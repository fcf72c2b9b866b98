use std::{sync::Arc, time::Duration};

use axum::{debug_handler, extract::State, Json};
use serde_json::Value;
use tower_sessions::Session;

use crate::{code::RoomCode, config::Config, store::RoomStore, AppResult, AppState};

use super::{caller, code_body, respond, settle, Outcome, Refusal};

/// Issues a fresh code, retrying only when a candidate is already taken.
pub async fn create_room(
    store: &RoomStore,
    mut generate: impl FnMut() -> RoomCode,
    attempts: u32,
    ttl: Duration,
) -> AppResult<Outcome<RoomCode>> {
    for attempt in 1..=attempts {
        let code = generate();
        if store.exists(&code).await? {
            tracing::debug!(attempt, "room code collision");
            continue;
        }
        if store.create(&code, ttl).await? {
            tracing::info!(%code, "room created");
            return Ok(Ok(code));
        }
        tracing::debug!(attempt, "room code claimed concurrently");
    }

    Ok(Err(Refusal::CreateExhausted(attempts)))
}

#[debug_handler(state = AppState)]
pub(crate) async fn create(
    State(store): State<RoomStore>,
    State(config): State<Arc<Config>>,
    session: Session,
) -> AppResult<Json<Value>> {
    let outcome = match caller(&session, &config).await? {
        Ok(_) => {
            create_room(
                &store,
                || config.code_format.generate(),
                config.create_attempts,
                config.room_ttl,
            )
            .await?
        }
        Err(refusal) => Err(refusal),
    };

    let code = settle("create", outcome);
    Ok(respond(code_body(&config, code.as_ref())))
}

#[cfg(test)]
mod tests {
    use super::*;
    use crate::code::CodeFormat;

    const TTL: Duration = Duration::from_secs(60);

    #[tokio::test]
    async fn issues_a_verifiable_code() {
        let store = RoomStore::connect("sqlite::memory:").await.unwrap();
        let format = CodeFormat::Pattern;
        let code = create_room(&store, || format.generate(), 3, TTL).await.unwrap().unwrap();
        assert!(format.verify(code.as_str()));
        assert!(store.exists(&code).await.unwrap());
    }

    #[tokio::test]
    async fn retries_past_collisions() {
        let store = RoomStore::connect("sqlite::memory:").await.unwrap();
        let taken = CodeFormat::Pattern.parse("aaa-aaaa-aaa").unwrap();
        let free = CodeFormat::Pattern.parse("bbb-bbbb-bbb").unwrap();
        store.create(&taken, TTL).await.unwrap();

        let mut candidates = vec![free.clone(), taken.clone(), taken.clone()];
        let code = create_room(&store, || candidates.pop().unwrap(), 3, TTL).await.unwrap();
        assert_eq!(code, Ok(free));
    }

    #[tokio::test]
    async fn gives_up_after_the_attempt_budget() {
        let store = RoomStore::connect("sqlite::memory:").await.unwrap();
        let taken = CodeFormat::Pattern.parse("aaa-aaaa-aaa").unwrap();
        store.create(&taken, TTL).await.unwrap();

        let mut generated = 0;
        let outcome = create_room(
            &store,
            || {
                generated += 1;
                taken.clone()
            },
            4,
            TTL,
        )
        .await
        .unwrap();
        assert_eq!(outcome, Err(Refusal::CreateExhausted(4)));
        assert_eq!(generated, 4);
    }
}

————

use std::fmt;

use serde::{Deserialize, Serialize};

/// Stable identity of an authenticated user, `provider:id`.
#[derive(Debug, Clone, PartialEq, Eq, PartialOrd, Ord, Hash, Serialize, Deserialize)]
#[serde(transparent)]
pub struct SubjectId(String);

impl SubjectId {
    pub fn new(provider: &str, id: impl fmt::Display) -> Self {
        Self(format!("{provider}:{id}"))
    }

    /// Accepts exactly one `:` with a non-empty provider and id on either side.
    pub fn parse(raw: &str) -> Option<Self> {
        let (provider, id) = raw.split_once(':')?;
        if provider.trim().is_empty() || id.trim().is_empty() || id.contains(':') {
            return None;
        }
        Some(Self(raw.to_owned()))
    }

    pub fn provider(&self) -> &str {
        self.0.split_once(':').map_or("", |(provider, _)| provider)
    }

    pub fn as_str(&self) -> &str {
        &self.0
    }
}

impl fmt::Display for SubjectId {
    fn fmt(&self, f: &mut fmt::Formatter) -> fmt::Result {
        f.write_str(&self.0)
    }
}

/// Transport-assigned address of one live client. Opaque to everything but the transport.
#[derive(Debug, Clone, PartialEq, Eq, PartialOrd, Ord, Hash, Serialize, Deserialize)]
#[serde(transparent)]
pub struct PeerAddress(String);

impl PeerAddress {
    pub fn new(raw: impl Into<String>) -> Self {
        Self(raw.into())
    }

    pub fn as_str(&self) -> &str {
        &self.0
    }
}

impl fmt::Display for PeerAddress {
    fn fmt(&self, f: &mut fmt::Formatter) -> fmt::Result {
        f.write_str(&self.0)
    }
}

————

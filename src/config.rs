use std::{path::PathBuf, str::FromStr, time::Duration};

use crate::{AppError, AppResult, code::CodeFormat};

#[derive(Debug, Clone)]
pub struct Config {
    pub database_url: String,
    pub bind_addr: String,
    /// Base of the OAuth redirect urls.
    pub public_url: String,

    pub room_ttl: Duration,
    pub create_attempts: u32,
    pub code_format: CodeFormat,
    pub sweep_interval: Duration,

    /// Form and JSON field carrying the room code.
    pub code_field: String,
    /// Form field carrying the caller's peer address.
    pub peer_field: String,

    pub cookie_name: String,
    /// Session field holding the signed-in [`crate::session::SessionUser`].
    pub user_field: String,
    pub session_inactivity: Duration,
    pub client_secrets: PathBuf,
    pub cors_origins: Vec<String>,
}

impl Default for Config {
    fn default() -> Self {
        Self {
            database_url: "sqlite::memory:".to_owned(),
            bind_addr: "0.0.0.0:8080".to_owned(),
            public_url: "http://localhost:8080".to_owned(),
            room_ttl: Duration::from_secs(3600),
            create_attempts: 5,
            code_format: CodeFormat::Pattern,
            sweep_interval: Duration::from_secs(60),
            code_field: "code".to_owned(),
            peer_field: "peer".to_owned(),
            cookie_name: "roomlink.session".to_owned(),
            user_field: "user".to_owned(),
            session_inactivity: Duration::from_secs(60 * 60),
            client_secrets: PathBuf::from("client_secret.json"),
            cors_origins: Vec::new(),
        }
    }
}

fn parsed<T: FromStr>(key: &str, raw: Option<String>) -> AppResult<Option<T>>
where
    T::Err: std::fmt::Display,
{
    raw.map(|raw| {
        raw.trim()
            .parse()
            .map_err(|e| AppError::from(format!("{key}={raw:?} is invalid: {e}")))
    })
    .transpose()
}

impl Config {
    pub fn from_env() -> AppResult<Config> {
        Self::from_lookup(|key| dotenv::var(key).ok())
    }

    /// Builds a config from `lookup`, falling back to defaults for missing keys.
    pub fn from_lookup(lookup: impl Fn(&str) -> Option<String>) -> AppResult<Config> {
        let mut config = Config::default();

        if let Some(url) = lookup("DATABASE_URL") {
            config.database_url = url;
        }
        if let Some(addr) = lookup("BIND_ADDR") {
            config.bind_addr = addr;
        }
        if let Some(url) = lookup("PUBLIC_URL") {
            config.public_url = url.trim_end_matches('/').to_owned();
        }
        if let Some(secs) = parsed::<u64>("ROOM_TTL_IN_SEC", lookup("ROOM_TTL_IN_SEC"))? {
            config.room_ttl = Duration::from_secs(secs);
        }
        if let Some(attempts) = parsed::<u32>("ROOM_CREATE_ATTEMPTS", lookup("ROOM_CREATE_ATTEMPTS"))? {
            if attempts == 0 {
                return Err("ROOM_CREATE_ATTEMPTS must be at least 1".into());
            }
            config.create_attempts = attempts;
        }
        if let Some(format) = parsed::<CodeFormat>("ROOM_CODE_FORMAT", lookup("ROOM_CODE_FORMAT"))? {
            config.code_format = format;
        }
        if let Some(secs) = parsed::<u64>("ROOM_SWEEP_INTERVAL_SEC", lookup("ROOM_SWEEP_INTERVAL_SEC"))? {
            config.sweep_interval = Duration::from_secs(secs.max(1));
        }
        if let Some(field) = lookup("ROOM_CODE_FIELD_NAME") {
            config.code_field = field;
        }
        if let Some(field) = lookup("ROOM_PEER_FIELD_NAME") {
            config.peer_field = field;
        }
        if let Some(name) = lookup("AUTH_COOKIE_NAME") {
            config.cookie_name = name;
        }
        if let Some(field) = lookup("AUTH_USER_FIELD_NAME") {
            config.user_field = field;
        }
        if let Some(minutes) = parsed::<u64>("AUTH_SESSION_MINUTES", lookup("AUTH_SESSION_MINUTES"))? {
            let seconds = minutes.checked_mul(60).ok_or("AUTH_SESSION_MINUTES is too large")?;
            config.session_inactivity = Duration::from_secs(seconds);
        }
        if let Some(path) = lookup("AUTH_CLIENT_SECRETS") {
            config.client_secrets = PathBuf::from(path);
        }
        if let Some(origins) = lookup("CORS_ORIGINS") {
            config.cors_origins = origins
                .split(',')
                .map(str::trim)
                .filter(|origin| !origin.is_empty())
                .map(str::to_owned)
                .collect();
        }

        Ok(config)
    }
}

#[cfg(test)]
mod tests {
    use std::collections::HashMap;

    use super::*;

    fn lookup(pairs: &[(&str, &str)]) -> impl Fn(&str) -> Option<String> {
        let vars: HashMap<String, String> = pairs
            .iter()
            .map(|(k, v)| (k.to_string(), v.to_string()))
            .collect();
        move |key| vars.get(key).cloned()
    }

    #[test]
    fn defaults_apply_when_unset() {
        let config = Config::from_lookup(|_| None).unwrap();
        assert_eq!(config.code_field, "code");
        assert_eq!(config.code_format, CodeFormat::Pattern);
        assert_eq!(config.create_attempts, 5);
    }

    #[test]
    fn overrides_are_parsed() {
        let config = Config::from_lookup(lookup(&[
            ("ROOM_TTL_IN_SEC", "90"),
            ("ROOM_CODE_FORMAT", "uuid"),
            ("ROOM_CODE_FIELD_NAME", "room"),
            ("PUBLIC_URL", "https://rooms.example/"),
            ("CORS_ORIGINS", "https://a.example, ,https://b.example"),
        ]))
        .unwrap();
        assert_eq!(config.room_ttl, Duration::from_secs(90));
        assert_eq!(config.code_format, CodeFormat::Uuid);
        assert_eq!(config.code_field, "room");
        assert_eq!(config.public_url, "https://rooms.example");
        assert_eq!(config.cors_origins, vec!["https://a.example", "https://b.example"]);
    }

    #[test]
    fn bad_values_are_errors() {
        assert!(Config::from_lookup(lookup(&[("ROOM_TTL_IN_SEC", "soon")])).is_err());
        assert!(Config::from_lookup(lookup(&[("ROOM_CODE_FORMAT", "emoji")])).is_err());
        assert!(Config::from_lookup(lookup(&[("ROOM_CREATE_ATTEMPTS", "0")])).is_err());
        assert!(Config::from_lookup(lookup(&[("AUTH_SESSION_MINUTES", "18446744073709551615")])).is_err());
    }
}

————

Exercise ▸
Looking at the entries above, can you reproduce exactly the lines from the one that holds "repository fcf72c2b9b866b98" through the one that holds "let code = generate();", and only those?

Result of this exercise ▸
repository fcf72c2b9b866b98
use std::{sync::Arc, time::Duration};

use axum::{debug_handler, extract::State, Json};
use serde_json::Value;
use tower_sessions::Session;

use crate::{code::RoomCode, config::Config, store::RoomStore, AppResult, AppState};

use super::{caller, code_body, respond, settle, Outcome, Refusal};

/// Issues a fresh code, retrying only when a candidate is already taken.
pub async fn create_room(
    store: &RoomStore,
    mut generate: impl FnMut() -> RoomCode,
    attempts: u32,
    ttl: Duration,
) -> AppResult<Outcome<RoomCode>> {
    for attempt in 1..=attempts {
        let code = generate();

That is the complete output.